Novellara. Omicidio Saman Abbas. La madre disse ai servizi sociali: "Mia figlia è una vergogna per tutta la famiglia".

Immagine della notizia (Miniatura di Andreab82 su Wikimedia Commons, licenza CC BY-SA 3.0)

Mentre continuano le ricerche del cadavere di Saman Abbas nei campi di Novellara (Reggio Emilia), da una nuova testimonianza emergono altri dettagli che confermano ulteriormente la responsabilità della famiglia nella scomparsa della vittima.

"Mia figlia è una vergogna per tutta la famiglia" disse la madre della diciottenne, irrintracciabile ormai dallo scorso 30 aprile, all'incontro con i servizi sociali nell'ottobre del 2020 quando fu comunicata ai genitori la decisione di accogliere la giovane in una struttura protetta.

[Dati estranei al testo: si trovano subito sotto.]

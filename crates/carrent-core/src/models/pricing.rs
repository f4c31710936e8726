//! Pricing breakdown
//!
//! Computed fresh for every booking attempt and never persisted; the booking
//! stores only the grand total.

use rust_decimal::Decimal;
use serde::{Deserialize, Serialize};

/// Itemized booking price
#[derive(Debug, Clone, PartialEq, Eq, Serialize, Deserialize)]
pub struct PricingBreakdown {
    pub daily_rate: Decimal,
    pub total_days: i64,
    pub subtotal: Decimal,
    pub insurance_fee: Decimal,
    pub tax_amount: Decimal,
    pub total_amount: Decimal,
    /// ISO 4217 currency code
    pub currency: String,
}

impl PricingBreakdown {
    /// Copy of the breakdown rounded to cents, for presentation only
    pub fn rounded(&self) -> Self {
        Self {
            daily_rate: self.daily_rate.round_dp(2),
            total_days: self.total_days,
            subtotal: self.subtotal.round_dp(2),
            insurance_fee: self.insurance_fee.round_dp(2),
            tax_amount: self.tax_amount.round_dp(2),
            total_amount: self.total_amount.round_dp(2),
            currency: self.currency.clone(),
        }
    }
}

La ragazza si era ribellata, rifiutando di celebrare un matrimonio combinato. "Come facciamo a dirlo in Pakistan? È un disonore" scoppiò in lacrime la madre, Nazia Shaheen, secondo quanto riporta un testimone presente al colloquio. Anche lei è indagata per omicidio e occultamento di cadavere, insieme al padre, lo zio e due cugini di Saman.